晨风吹拂,愈发显得纤腰婀娜,白色宫绣长裙微微拂动,恍如她要凌空飞去。
她见贾琮身上热气振腾,微笑说道:“三爷,如今虽是晚春,但天没大亮,寒气未去,给你拿件外衫,小心练功出汗受了凉。”
说着便把外衫披在贾琮身上,又歪头看了他一眼。
笑道:“三爷好像特别精神,是不是今天礼部张榜,三爷笃定要做进士公,所以心情特别得意。”
贾琮微微一笑,伸手握住芷芍纤细柔软的手掌,说道:“张榜当然值得期待,想来中个进士总是可以的。
当初我们在东路院过得窘迫,每日只有你陪我读书写字,那时可没想到会有今天,以后日子必定越来越好。”
芷芍听了这话,明眸似乎映出一丝迷茫,但眉梢眼角却都是笑意,在明媚晨光映照下,让贾琮难掩怦然心动。
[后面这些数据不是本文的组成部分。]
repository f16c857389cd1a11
//! Módulo de base de datos
//! 
//! Maneja la conexión y migraciones de PostgreSQL

pub mod connection;

pub use connection::DatabaseConnection;
use std::sync::Arc;
use validator::Validate;

use super::trimmed;
use crate::dto::SafetyCategoryRequest;
use crate::models::SafetyCategory;
use crate::repositories::FleetRepository;
use crate::utils::errors::AppResult;

pub struct SafetyCategoryController {
    repository: Arc<dyn FleetRepository>,
}

impl SafetyCategoryController {
    pub fn new(repository: Arc<dyn FleetRepository>) -> Self {
        Self { repository }
    }

    pub async fn list(&self) -> AppResult<Vec<SafetyCategory>> {
        self.repository.list_safety_categories().await
    }

    pub async fn create(&self, request: SafetyCategoryRequest) -> AppResult<SafetyCategory> {
        let request = normalize(request);
        request.validate()?;
        self.repository.create_safety_category(request).await
    }

    /// Los eventos ya registrados conservan sus puntajes
    pub async fn update(
        &self,
        category_id: i32,
        request: SafetyCategoryRequest,
    ) -> AppResult<SafetyCategory> {
        let request = normalize(request);
        request.validate()?;
        self.repository
            .update_safety_category(category_id, request)
            .await
    }

    pub async fn delete(&self, category_id: i32) -> AppResult<()> {
        self.repository.delete_safety_category(category_id).await?;
        log::info!("🗑️ Safety category {} eliminada", category_id);
        Ok(())
    }
}

fn normalize(mut request: SafetyCategoryRequest) -> SafetyCategoryRequest {
    request.code = trimmed(request.code);
    request.description = trimmed(request.description);
    request
}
芷芍微笑道:“三爷这么本事,以后会过得越来越好,那是自然没错的。
今日礼部张榜之后,三爷喜事落地,明日我和岫烟去牟尼院看望师傅师姐。
上次师姐让岫烟带话,说多亏三爷请了名医给师傅诊治,师傅的身子安稳了许多。
师姐想给三爷安个祈福神牌,需要三爷的生辰八字,让我有空时给她带去呢。”
贾琮笑道:“难得妙玉师傅有心,明天我让管家安排车马人手,一早送你们过去。”
……
两人一路说说笑笑,过了逗峰轩,经过登仙阁,走到靠近丛绿堂的地方,看到内院仆妇搬抬物件,来往走动,很是热闹。
贾琮看到迎春的大丫鬟绣橘,正来回跑动指挥丫鬟婆子,在游廊上悬挂朱红纱灯,在门檐垂挂红绸彩团,忙得小脸都沁出红晕。
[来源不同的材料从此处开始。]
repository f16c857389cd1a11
//! View-models de las pantallas del dashboard
//!
//! No dibujan nada: guardan el estado de cada pantalla (formularios,
//! filtros, confirmaciones) y hablan con el `DbStore`. Una UI concreta
//! sólo tiene que leerlos y reenviarles los eventos del usuario.

pub mod assignment;
pub mod catalog_forms;
pub mod crud;
pub mod driver_form;
pub mod safety_log;
pub mod scorecard;
pub mod search;
pub mod truck_form;

pub use assignment::{AssignmentDialog, DriverOption, HistoryRow};
pub use catalog_forms::{DriverTypeForm, MetricForm, SafetyCategoryForm};
pub use crud::{CrudMode, CrudView, Ticket};
pub use driver_form::DriverForm;
pub use safety_log::{EventFilters, EventRow, SafetyEventForm, SafetyLogView};
pub use scorecard::GradingSession;
pub use search::Searchable;
pub use truck_form::TruckForm;

use thiserror::Error;

pub const REQUIRED_FIELDS: &str = "Please fill in all required fields.";
pub const IMAGE_TOO_LARGE: &str = "Image is too large. Please select an image under 1MB.";
pub const NOT_AN_IMAGE: &str = "Please select a PNG, JPEG, GIF, WebP or SVG image.";
pub const EMPTY_IMAGE: &str = "The selected image file is empty.";
pub const INVALID_START_DATE: &str = "Please enter a valid start date (YYYY-MM-DD).";
pub const UNIT_NUMBER_REQUIRED: &str = "Unit Number is required";
pub const INVALID_YEAR: &str = "Please enter a valid model year.";
pub const DRIVER_TYPE_REQUIRED: &str = "Please fill in the Driver Type Name.";
pub const CODE_AND_DESCRIPTION_REQUIRED: &str = "Please fill in Code and Description.";
pub const INVALID_SCORE_VALUE: &str = "Scores must be whole numbers.";
pub const DESCRIPTION_REQUIRED: &str = "Please enter a description.";
pub const DRIVER_AND_CATEGORY_REQUIRED: &str = "Please select a driver and a category.";
pub const DRIVER_REQUIRED: &str = "Please select a driver.";
pub const SCORE_OUT_OF_RANGE: &str = "Scores must be between 0 and 5.";
pub const DRIVER_UNAVAILABLE: &str = "This driver is already assigned to another unit.";

/// Error de validación de un formulario, con el mensaje para el usuario
#[derive(Error, Debug, Clone, PartialEq, Eq)]
#[error("{message}")]
pub struct FormError {
    pub message: String,
}

impl FormError {
    pub fn new(message: impl Into<String>) -> Self {
        Self {
            message: message.into(),
        }
    }
}

/// Formulario de alta/edición de una entidad
pub trait EntityForm: Clone {
    type Record;
    type Request;

    /// Pregunta que se muestra antes de borrar
    const DELETE_PROMPT: &'static str;

    fn from_record(record: &Self::Record) -> Self;

    fn record_id(record: &Self::Record) -> i32;

    /// Valida los campos y arma el request para la API
    fn to_request(&self) -> Result<Self::Request, FormError>;
}

/// Campo obligatorio: no vacío después de `trim`
pub(crate) fn required(value: &str) -> Option<String> {
    let trimmed = value.trim();
    if trimmed.is_empty() {
        None
    } else {
        Some(trimmed.to_string())
    }
}

/// Entero desde un input de formulario; vacío cuenta como 0
pub(crate) fn coerce_int(value: &str) -> Option<i32> {
    let trimmed = value.trim();
    if trimmed.is_empty() {
        return Some(0);
    }
    trimmed.parse().ok()
}

#[cfg(test)]
mod tests {
    use super::*;

    #[test]
    fn test_form_error_displays_message() {
        let error = FormError::new(REQUIRED_FIELDS);
        assert_eq!(error.to_string(), "Please fill in all required fields.");
    }

    #[test]
    fn test_coerce_int() {
        assert_eq!(coerce_int(""), Some(0));
        assert_eq!(coerce_int(" -2 "), Some(-2));
        assert_eq!(coerce_int("3.5"), None);
        assert_eq!(required("  B001 "), Some("B001".to_string()));
        assert_eq!(required("   "), None);
    }
}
迎春站在一旁审视,不时说上几句,脸上带着秀美恬静的笑容,神情怡然喜气,愈发楚楚动人。
贾琮看出迎春妆容细致,穿件新做的刺绣镶边对襟褙子,艾绿缎面上绣着精美折枝迎春花,衬着米黄百褶长裙,显得异常华贵俏丽。
乌鸦鸦的发髻上,插着那支攒珠累丝金凤,在清晨微光下宝光闪烁,更增几分雍容芳华。
当年还在西府之时,迎春原先的攒珠累丝金凤,常被奶娘偷去典当作为赌资。
贾琮便给迎春重新买了这支上等攒珠累丝金凤。
迎春得了兄弟送的金钗,从此爱逾珍宝,只有逢年过节,或贾琮遇登科袭爵等喜事,才会拿出来佩戴。
至于偷拿迎春首饰典当的王奶娘,还有她儿子王柱儿和媳妇,因人贪婪刁钻,一向被贾琮厌恶不喜。
迎春搬到东府之后,这些人都被贾琮丢在西府。
王熙凤清楚贾琮心疼长姐,趁着荣国府夏赋大幅增加,需裁减府上家奴人手。